Depuis 1973, nos dirigeants s’humilient en se rendant à ces sommets où un seul pays, dans sa prétention d’être développé, invite une cinquantaine d’autres à sa table, comme si lui seul valait eux tous. A force d’y participer tous, ils ont fini par laisser l’image déplorable de pays misérables qui tous ne valent même pas leur hôte. Le dénominatif même pose problème, « Afrique tant » comme si l’Afrique n’était que l’équivalent d’un pays. Si certains y voient les bribes d’une volonté d’unification d’une Afrique balkanisée ou d’un panafricanisme à pas de charge, j’y vois une manifestation de l’impérialisme sur toutes ses formes- la même qui asservit l’Afrique depuis des décennies- avec à la clé un contrat d’exploitation de notre contient passé sous les tables avec la complicité béate et souvent intéressée de dirigeants naïfs. L’érudit burkinabè Joseph Ki Zerbo les avait pourtant prévenus qu’ « on ne développe, on se développe ». Il mettait donc l’accent sur l’essence même du développement vu comme un processus endogène, pensé, mûri, conçu et mis en œuvre par les africains eux-mêmes ; un processus bottom up. L’effort de développement doit être personnel comme celui de l’enfant qui apprend à marcher, qui titube, tombe, se relève et qui, au bout du processus finit par marcher en persévérant dans ses efforts.

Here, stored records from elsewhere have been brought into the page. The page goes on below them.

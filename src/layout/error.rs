//! Error types for the layout model

use thiserror::Error;

use super::types::{GridRect, PenId};

/// Reasons a layout operation is rejected.
///
/// A rejected operation never mutates the session; the caller reports the
/// message and carries on with the unchanged layout.
#[derive(Debug, Clone, PartialEq, Eq, Error)]
pub enum LayoutError {
    /// A rectangle with no width or height
    #[error("pen size must be at least 1x1 (got {w}x{h})")]
    EmptySpan { w: u32, h: u32 },

    /// A rectangle whose far edge does not fit the grid's coordinate range
    #[error("pen geometry ({x}, {y}) {w}x{h} lies outside the grid")]
    GridOverflow { x: u32, y: u32, w: u32, h: u32 },

    /// A rectangle that does not fit on the editor canvas
    #[error("pen at {rect} does not fit the {columns}x{rows} grid")]
    OutsideCanvas {
        rect: GridRect,
        columns: u32,
        rows: u32,
    },

    /// Wire geometry that cannot be mapped onto the grid
    #[error("pen '{pen}' has malformed geometry: {reason}")]
    MalformedGeometry { pen: String, reason: String },

    /// The candidate overlaps pens that still house livestock
    #[error("placement blocked: {} still house livestock and cannot be overwritten", format_blockers(.blockers))]
    PlacementBlocked { blockers: Vec<(String, u32)> },

    /// Removing a pen that still houses livestock
    #[error("cannot remove pen '{name}': {count} animals are still housed there, move them first")]
    PenOccupied { name: String, count: u32 },

    /// Pen name empty after trimming
    #[error("pen name must not be empty")]
    InvalidPenName,

    /// Capacity not a positive integer
    #[error("capacity must be a positive integer (got {value})")]
    InvalidCapacity { value: i64 },

    /// No pen with that id in the relevant set
    #[error("pen {id} is not in the layout")]
    UnknownPen { id: PenId },

    /// Saving with nothing on the grid
    #[error("no pens are placed, place at least one pen before saving")]
    EmptyLayout,
}

impl LayoutError {
    /// Create a malformed geometry error
    pub fn malformed(pen: impl Into<String>, reason: impl Into<String>) -> Self {
        Self::MalformedGeometry {
            pen: pen.into(),
            reason: reason.into(),
        }
    }

    /// Names of the pens that blocked a placement, if any
    pub fn blocking_pens(&self) -> Vec<&str> {
        match self {
            Self::PlacementBlocked { blockers } => {
                blockers.iter().map(|(name, _)| name.as_str()).collect()
            }
            _ => Vec::new(),
        }
    }
}

fn format_blockers(blockers: &[(String, u32)]) -> String {
    blockers
        .iter()
        .map(|(name, count)| format!("'{}' ({} head)", name, count))
        .collect::<Vec<_>>()
        .join(", ")
}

Pourquoi n’organise-t-on pas des sommets « Afrique-Europe », « Afrique-Asie », « Afrique Amérique » pour mutualiser les efforts et construire de grands ensembles homogènes capables de coopérer entre eux ? C’aurait été la RDC- pays qui fournit à lui tout seul une bonne partie des ressources minières et énergétiques qu’exploitent une grande partie des pays développés- qui organise un tel sommet où elle invite toute l’Europe ou toute l’Amérique pour discuter avec elle des modalités d’implantation et d’exploitation et ses ressources et nous en serons fiers. Autrement, on croit à un plan l’humiliation auquel adhèrent nos dirigeants aux petites idées.